--- ASSIGNMENT ---
Should the word "thought" occur in a line of the records, copy that line.

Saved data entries
———
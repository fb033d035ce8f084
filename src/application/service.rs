use std::sync::Arc;

use chrono::{DateTime, Utc};
use serde::{Deserialize, Serialize};
use tracing::{debug, instrument};

use crate::domain::{
    Account, Clock, Entry, Ledger, LedgerError, LedgerInput, MeasureDefinition, MeasureType,
    Period, SystemClock, Timestamp, Usage,
};
use crate::storage::Repository;

use super::AppError;

/// Application service over persisted ledgers.
///
/// Every write is a read-modify-write of one account's usage column. Nothing
/// here coordinates concurrent writers; callers that share an account across
/// tasks must serialize access themselves.
pub struct MeterService {
    repo: Repository,
    clock: Arc<dyn Clock>,
}

/// Current usage of one measure, for summaries.
#[derive(Debug, Clone, Serialize, Deserialize)]
pub struct MeasureStatus {
    pub name: String,
    pub measure_type: MeasureType,
    pub usage: Usage,
    pub can_use: bool,
}

impl MeterService {
    pub fn new(repo: Repository) -> Self {
        Self {
            repo,
            clock: Arc::new(SystemClock),
        }
    }

    /// Use `clock` for every ledger this service loads.
    pub fn with_clock(mut self, clock: impl Clock + 'static) -> Self {
        self.clock = Arc::new(clock);
        self
    }

    /// Initialize a new database at the given path.
    pub async fn init(database_path: &str) -> Result<Self, AppError> {
        let db_url = format!("sqlite:{}?mode=rwc", database_path);
        let repo = Repository::init(&db_url).await?;
        Ok(Self::new(repo))
    }

    /// Connect to an existing database.
    pub async fn connect(database_path: &str) -> Result<Self, AppError> {
        let db_url = format!("sqlite:{}", database_path);
        let repo = Repository::connect(&db_url).await?;
        Ok(Self::new(repo))
    }

    // ========================
    // Account operations
    // ========================

    /// Create an account with a ledger built from `input`.
    #[instrument(level = "debug", skip(self, input))]
    pub async fn create_account(
        &self,
        name: &str,
        input: LedgerInput,
    ) -> Result<Account, AppError> {
        if self.repo.get_account_by_name(name).await?.is_some() {
            return Err(AppError::AccountAlreadyExists(name.to_string()));
        }

        let ledger = Ledger::make(input)?;
        let account = Account::new(name.to_string(), ledger);
        self.repo.save_account(&account).await?;
        Ok(self.attach_clock(account))
    }

    pub async fn get_account(&self, name: &str) -> Result<Account, AppError> {
        self.repo
            .get_account_by_name(name)
            .await?
            .map(|account| self.attach_clock(account))
            .ok_or_else(|| AppError::AccountNotFound(name.to_string()))
    }

    pub async fn list_accounts(&self) -> Result<Vec<Account>, AppError> {
        Ok(self
            .repo
            .list_accounts()
            .await?
            .into_iter()
            .map(|account| self.attach_clock(account))
            .collect())
    }

    /// Load the ledger of an account.
    pub async fn ledger(&self, account: &str) -> Result<Ledger, AppError> {
        Ok(self.get_account(account).await?.usage)
    }

    fn attach_clock(&self, mut account: Account) -> Account {
        account.usage.set_clock(Arc::clone(&self.clock));
        account
    }

    /// Apply `op` to an account's ledger and store the result.
    /// Nothing is stored when `op` fails.
    async fn update<T>(
        &self,
        account: &str,
        op: impl FnOnce(&mut Ledger) -> Result<T, LedgerError>,
    ) -> Result<T, AppError> {
        let mut account = self.get_account(account).await?;
        let value = op(&mut account.usage)?;
        self.repo.store_usage(account.id, &account.usage).await?;
        Ok(value)
    }

    // ========================
    // Measure operations
    // ========================

    #[instrument(level = "debug", skip(self, definition), fields(measure = %definition.name))]
    pub async fn add_measure(
        &self,
        account: &str,
        definition: MeasureDefinition,
    ) -> Result<(), AppError> {
        self.update(account, |ledger| {
            let default_tags: Vec<&str> =
                definition.default_tags.iter().map(String::as_str).collect();
            ledger.add_measure(
                &definition.name,
                definition.measure_type,
                definition.limit,
                &default_tags,
            )
        })
        .await
    }

    pub async fn remove_measure(&self, account: &str, measure: &str) -> Result<(), AppError> {
        self.update(account, |ledger| {
            ledger.remove_measure(measure);
            Ok(())
        })
        .await
    }

    pub async fn set_measure_limit(
        &self,
        account: &str,
        measure: &str,
        limit: Option<f64>,
    ) -> Result<(), AppError> {
        self.update(account, |ledger| ledger.set_measure_limit(measure, limit))
            .await
    }

    // ========================
    // Usage operations
    // ========================

    /// Record usage against a measure of an account.
    #[instrument(level = "debug", skip(self, tags, ts))]
    pub async fn increment(
        &self,
        account: &str,
        measure: &str,
        count: u32,
        tags: &[&str],
        ts: Option<DateTime<Utc>>,
    ) -> Result<Entry, AppError> {
        self.update(account, |ledger| ledger.increment(measure, count, tags, ts))
            .await
    }

    pub async fn usage(
        &self,
        account: &str,
        measure: &str,
        tags: &[&str],
        period: Option<Period>,
    ) -> Result<Usage, AppError> {
        Ok(self.ledger(account).await?.usage(measure, tags, period)?)
    }

    pub async fn can_use(
        &self,
        account: &str,
        measure: &str,
        count: u32,
        tags: &[&str],
    ) -> Result<bool, AppError> {
        Ok(self.ledger(account).await?.can_use(measure, count, tags, None))
    }

    /// Open a new period on an account's ledger.
    pub async fn new_period(
        &self,
        account: &str,
        ts: Option<DateTime<Utc>>,
    ) -> Result<Timestamp, AppError> {
        let opened = self.update(account, |ledger| ledger.new_period(ts)).await?;
        debug!(account, ts = opened, "period opened");
        Ok(opened)
    }

    /// Clear the named measures, or every measure when `measures` is `None`.
    pub async fn clear(&self, account: &str, measures: Option<&[&str]>) -> Result<(), AppError> {
        self.update(account, |ledger| match measures {
            Some(names) => ledger.clear_many(names),
            None => {
                ledger.clear_all();
                Ok(())
            }
        })
        .await
    }

    /// Current usage of every measure of an account, in name order.
    pub async fn usage_summary(&self, account: &str) -> Result<Vec<MeasureStatus>, AppError> {
        let ledger = self.ledger(account).await?;

        ledger
            .measure_names()
            .into_iter()
            .map(|name| {
                let measure = ledger.get_measure(name)?;
                let usage = ledger.usage(name, &[], None)?;
                Ok(MeasureStatus {
                    name: name.to_string(),
                    measure_type: measure.measure_type,
                    can_use: ledger.can_use(name, 1, &[], None),
                    usage,
                })
            })
            .collect()
    }
}
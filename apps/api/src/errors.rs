use axum::{
    http::StatusCode,
    response::{IntoResponse, Response},
    Json,
};
use serde_json::json;
use thiserror::Error;

use crate::llm_client::ProviderError;

pub const INVALID_OUTPUT_MESSAGE: &str =
    "AI output was not a valid JSON, please try again with a simpler prompt!";
pub const PROVIDER_FAILURE_MESSAGE: &str =
    "An internal API error occurred while generating the CV";

/// Application-level error type.
/// Implements `IntoResponse` so Axum handlers can return `Result<T, AppError>`.
/// Every variant renders as `{ "error": "<message>" }`.
#[derive(Debug, Error)]
pub enum AppError {
    #[error("Validation error: {0}")]
    Validation(String),

    /// The provider answered, but not with the JSON document it was asked for.
    #[error("Invalid model output: {0}")]
    InvalidOutput(String),

    #[error("Provider error: {0}")]
    Provider(#[from] ProviderError),

    #[error("Origin not allowed: {0}")]
    Forbidden(String),
}

impl IntoResponse for AppError {
    fn into_response(self) -> Response {
        let (status, message) = match &self {
            AppError::Validation(msg) => (StatusCode::BAD_REQUEST, msg.clone()),
            AppError::InvalidOutput(detail) => {
                tracing::error!("Failed to parse AI output as JSON: {detail}");
                (
                    StatusCode::INTERNAL_SERVER_ERROR,
                    INVALID_OUTPUT_MESSAGE.to_string(),
                )
            }
            AppError::Provider(e) => {
                tracing::error!("API ERROR: {e}");
                (
                    StatusCode::INTERNAL_SERVER_ERROR,
                    PROVIDER_FAILURE_MESSAGE.to_string(),
                )
            }
            AppError::Forbidden(origin) => {
                tracing::warn!("Rejected request from origin {origin}");
                (StatusCode::FORBIDDEN, "Not allowed by CORS".to_string())
            }
        };

        (status, Json(json!({ "error": message }))).into_response()
    }
}
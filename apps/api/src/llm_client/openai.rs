//! OpenAI Chat Completions adapter.

use async_trait::async_trait;
use reqwest::Client;
use serde::{Deserialize, Serialize};
use tracing::debug;

use super::prompts::{build_tailor_prompt, CvFormat};
use super::{CvProvider, ProviderError};

const OPENAI_API_BASE: &str = "https://api.openai.com";
/// The OpenAI model used for tailoring.
pub const OPENAI_MODEL: &str = "gpt-5-nano";

#[derive(Debug, Serialize)]
struct ChatRequest<'a> {
    model: &'a str,
    messages: Vec<ChatMessage<'a>>,
}

#[derive(Debug, Serialize)]
struct ChatMessage<'a> {
    role: &'a str,
    content: &'a str,
}

#[derive(Debug, Deserialize)]
struct ChatResponse {
    #[serde(default)]
    choices: Vec<ChatChoice>,
    usage: Option<ChatUsage>,
}

#[derive(Debug, Deserialize)]
struct ChatChoice {
    message: ChatResponseMessage,
}

#[derive(Debug, Deserialize)]
struct ChatResponseMessage {
    content: Option<String>,
}

#[derive(Debug, Deserialize)]
struct ChatUsage {
    prompt_tokens: Option<u32>,
    completion_tokens: Option<u32>,
}

#[derive(Debug, Deserialize)]
struct OpenAiErrorResponse {
    error: OpenAiErrorBody,
}

#[derive(Debug, Deserialize)]
struct OpenAiErrorBody {
    message: String,
}

/// Tailors CVs with OpenAI.
#[derive(Clone)]
pub struct OpenAiProvider {
    client: Client,
    api_key: Option<String>,
    base_url: String,
}

impl OpenAiProvider {
    pub fn new(client: Client, api_key: Option<String>) -> Self {
        Self {
            client,
            api_key,
            base_url: OPENAI_API_BASE.to_string(),
        }
    }

    /// Points the adapter at another host (local mock servers, compatible gateways).
    pub fn with_base_url(mut self, base_url: impl Into<String>) -> Self {
        self.base_url = base_url.into().trim_end_matches('/').to_string();
        self
    }
}

#[async_trait]
impl CvProvider for OpenAiProvider {
    fn name(&self) -> &'static str {
        "openai"
    }

    async fn tailor(
        &self,
        format: CvFormat,
        cv_text: &str,
        job_description: &str,
    ) -> Result<String, ProviderError> {
        let api_key = self
            .api_key
            .as_deref()
            .ok_or(ProviderError::MissingApiKey { provider: "openai" })?;

        let prompt = build_tailor_prompt(format, cv_text, job_description);
        let request_body = ChatRequest {
            model: OPENAI_MODEL,
            messages: vec![ChatMessage {
                role: "user",
                content: &prompt,
            }],
        };

        let response = self
            .client
            .post(format!("{}/v1/chat/completions", self.base_url))
            .bearer_auth(api_key)
            .json(&request_body)
            .send()
            .await?;

        let status = response.status();
        if !status.is_success() {
            let body = response.text().await.unwrap_or_default();
            let message = serde_json::from_str::<OpenAiErrorResponse>(&body)
                .map(|e| e.error.message)
                .unwrap_or(body);
            return Err(ProviderError::Api {
                status: status.as_u16(),
                message,
            });
        }

        let parsed: ChatResponse = response.json().await?;
        if let Some(usage) = &parsed.usage {
            debug!(
                "OpenAI call succeeded: prompt_tokens={:?}, completion_tokens={:?}",
                usage.prompt_tokens, usage.completion_tokens
            );
        }

        parsed
            .choices
            .into_iter()
            .next()
            .and_then(|c| c.message.content)
            .filter(|text| !text.trim().is_empty())
            .ok_or(ProviderError::EmptyContent)
    }
}
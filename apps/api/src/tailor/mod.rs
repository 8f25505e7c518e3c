// CV tailoring: request validation, provider dispatch, output normalization.
// All provider calls go through llm_client; no direct vendor HTTP here.

pub mod handlers;
pub mod models;
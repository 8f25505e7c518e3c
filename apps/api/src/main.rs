mod config;
mod errors;
mod llm_client;
mod routes;
mod state;
mod tailor;

use std::net::SocketAddr;
use std::sync::Arc;

use anyhow::Result;
use tower_http::trace::TraceLayer;
use tracing::{info, warn};
use tracing_subscriber::{layer::SubscriberExt, util::SubscriberInitExt, EnvFilter};

use crate::config::Config;
use crate::llm_client::gemini::{GeminiProvider, GEMINI_MODEL};
use crate::llm_client::openai::{OpenAiProvider, OPENAI_MODEL};
use crate::llm_client::build_http_client;
use crate::routes::build_router;
use crate::routes::cors::OriginPolicy;
use crate::state::AppState;

#[tokio::main]
async fn main() -> Result<()> {
    let config = Config::from_env()?;

    // Initialize structured logging
    tracing_subscriber::registry()
        .with(EnvFilter::try_from_default_env().unwrap_or_else(|_| {
            EnvFilter::new(format!("{}={}", env!("CARGO_CRATE_NAME"), &config.rust_log))
        }))
        .with(tracing_subscriber::fmt::layer())
        .init();

    info!("Starting CV Tailor API v{}", env!("CARGO_PKG_VERSION"));

    // One HTTP client shared by both providers; the timeout bounds every vendor call.
    let http = build_http_client(config.provider_timeout)?;

    if config.gemini_api_key.is_none() {
        warn!("GEMINI_API_KEY is not set; requests routed to gemini will fail");
    }
    if config.openai_api_key.is_none() {
        warn!("OPENAI_API_KEY is not set; requests routed to openai will fail");
    }

    let mut gemini = GeminiProvider::new(http.clone(), config.gemini_api_key.clone());
    if let Some(base_url) = &config.gemini_base_url {
        info!("Gemini base URL overridden: {base_url}");
        gemini = gemini.with_base_url(base_url.as_str());
    }

    let mut openai = OpenAiProvider::new(http, config.openai_api_key.clone());
    if let Some(base_url) = &config.openai_base_url {
        info!("OpenAI base URL overridden: {base_url}");
        openai = openai.with_base_url(base_url.as_str());
    }
    info!(
        "Providers initialized (gemini: {}, openai: {}, output: {}, timeout: {}s)",
        GEMINI_MODEL,
        OPENAI_MODEL,
        config.output_format,
        config.provider_timeout.as_secs()
    );

    let state = AppState {
        gemini: Arc::new(gemini),
        openai: Arc::new(openai),
        output_format: config.output_format,
    };

    let origins = OriginPolicy::new(&config.allowed_origins)?;
    info!("Allowed origins: {}", config.allowed_origins.join(", "));

    let app = build_router(state, origins).layer(TraceLayer::new_for_http());

    let addr: SocketAddr = format!("0.0.0.0:{}", config.port).parse()?;
    info!("Listening on {addr}");
    info!("Backend API endpoint: http://localhost:{}/api/tailor", config.port);

    let listener = tokio::net::TcpListener::bind(addr).await?;
    axum::serve(listener, app).await?;

    Ok(())
}
//! Google Gemini adapter (`models/{model}:generateContent`).

use async_trait::async_trait;
use reqwest::Client;
use serde::{Deserialize, Serialize};
use tracing::debug;

use super::prompts::{build_tailor_prompt, CvFormat};
use super::{CvProvider, ProviderError};

const GEMINI_API_BASE: &str = "https://generativelanguage.googleapis.com";
/// The Gemini model used for tailoring.
pub const GEMINI_MODEL: &str = "gemini-2.5-flash-preview-09-2025";

#[derive(Debug, Serialize)]
#[serde(rename_all = "camelCase")]
struct GenerateContentRequest<'a> {
    contents: Vec<GeminiContent<'a>>,
    #[serde(skip_serializing_if = "Option::is_none")]
    generation_config: Option<GenerationConfig>,
}

#[derive(Debug, Serialize)]
struct GeminiContent<'a> {
    role: &'a str,
    parts: Vec<GeminiPart<'a>>,
}

#[derive(Debug, Serialize)]
struct GeminiPart<'a> {
    text: &'a str,
}

#[derive(Debug, Serialize)]
#[serde(rename_all = "camelCase")]
struct GenerationConfig {
    response_mime_type: &'static str,
}

#[derive(Debug, Deserialize)]
#[serde(rename_all = "camelCase")]
struct GenerateContentResponse {
    #[serde(default)]
    candidates: Vec<Candidate>,
    usage_metadata: Option<UsageMetadata>,
}

#[derive(Debug, Deserialize)]
struct Candidate {
    content: Option<CandidateContent>,
}

#[derive(Debug, Deserialize)]
struct CandidateContent {
    #[serde(default)]
    parts: Vec<CandidatePart>,
}

#[derive(Debug, Deserialize)]
struct CandidatePart {
    text: Option<String>,
    #[serde(default)]
    thought: bool,
}

#[derive(Debug, Deserialize)]
#[serde(rename_all = "camelCase")]
struct UsageMetadata {
    prompt_token_count: Option<u32>,
    candidates_token_count: Option<u32>,
}

#[derive(Debug, Deserialize)]
struct GeminiErrorResponse {
    error: GeminiErrorBody,
}

#[derive(Debug, Deserialize)]
struct GeminiErrorBody {
    message: String,
}

impl GenerateContentResponse {
    /// Concatenated answer text of the first candidate, skipping thought parts.
    fn into_text(self) -> Option<String> {
        let content = self.candidates.into_iter().next()?.content?;
        let text: String = content
            .parts
            .into_iter()
            .filter(|p| !p.thought)
            .filter_map(|p| p.text)
            .collect();
        (!text.trim().is_empty()).then_some(text)
    }
}

/// Tailors CVs with Gemini.
#[derive(Clone)]
pub struct GeminiProvider {
    client: Client,
    api_key: Option<String>,
    base_url: String,
}

impl GeminiProvider {
    pub fn new(client: Client, api_key: Option<String>) -> Self {
        Self {
            client,
            api_key,
            base_url: GEMINI_API_BASE.to_string(),
        }
    }

    /// Points the adapter at another host (local mock servers, proxies).
    pub fn with_base_url(mut self, base_url: impl Into<String>) -> Self {
        self.base_url = base_url.into().trim_end_matches('/').to_string();
        self
    }
}

#[async_trait]
impl CvProvider for GeminiProvider {
    fn name(&self) -> &'static str {
        "gemini"
    }

    async fn tailor(
        &self,
        format: CvFormat,
        cv_text: &str,
        job_description: &str,
    ) -> Result<String, ProviderError> {
        let api_key = self
            .api_key
            .as_deref()
            .ok_or(ProviderError::MissingApiKey { provider: "gemini" })?;

        let prompt = build_tailor_prompt(format, cv_text, job_description);
        let request_body = GenerateContentRequest {
            contents: vec![GeminiContent {
                role: "user",
                parts: vec![GeminiPart { text: &prompt }],
            }],
            generation_config: match format {
                CvFormat::Json => Some(GenerationConfig {
                    response_mime_type: "application/json",
                }),
                CvFormat::Markdown => None,
            },
        };

        let url = format!(
            "{}/v1beta/models/{}:generateContent",
            self.base_url, GEMINI_MODEL
        );
        let response = self
            .client
            .post(&url)
            .header("x-goog-api-key", api_key)
            .json(&request_body)
            .send()
            .await?;

        let status = response.status();
        if !status.is_success() {
            let body = response.text().await.unwrap_or_default();
            let message = serde_json::from_str::<GeminiErrorResponse>(&body)
                .map(|e| e.error.message)
                .unwrap_or(body);
            return Err(ProviderError::Api {
                status: status.as_u16(),
                message,
            });
        }

        let parsed: GenerateContentResponse = response.json().await?;
        if let Some(usage) = &parsed.usage_metadata {
            debug!(
                "Gemini call succeeded: prompt_tokens={:?}, output_tokens={:?}",
                usage.prompt_token_count, usage.candidates_token_count
            );
        }

        parsed.into_text().ok_or(ProviderError::EmptyContent)
    }
}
———
--- TASK OUTPUT ---
    thought: bool,
    /// Concatenated answer text of the first candidate, skipping thought parts.
            .filter(|p| !p.thought)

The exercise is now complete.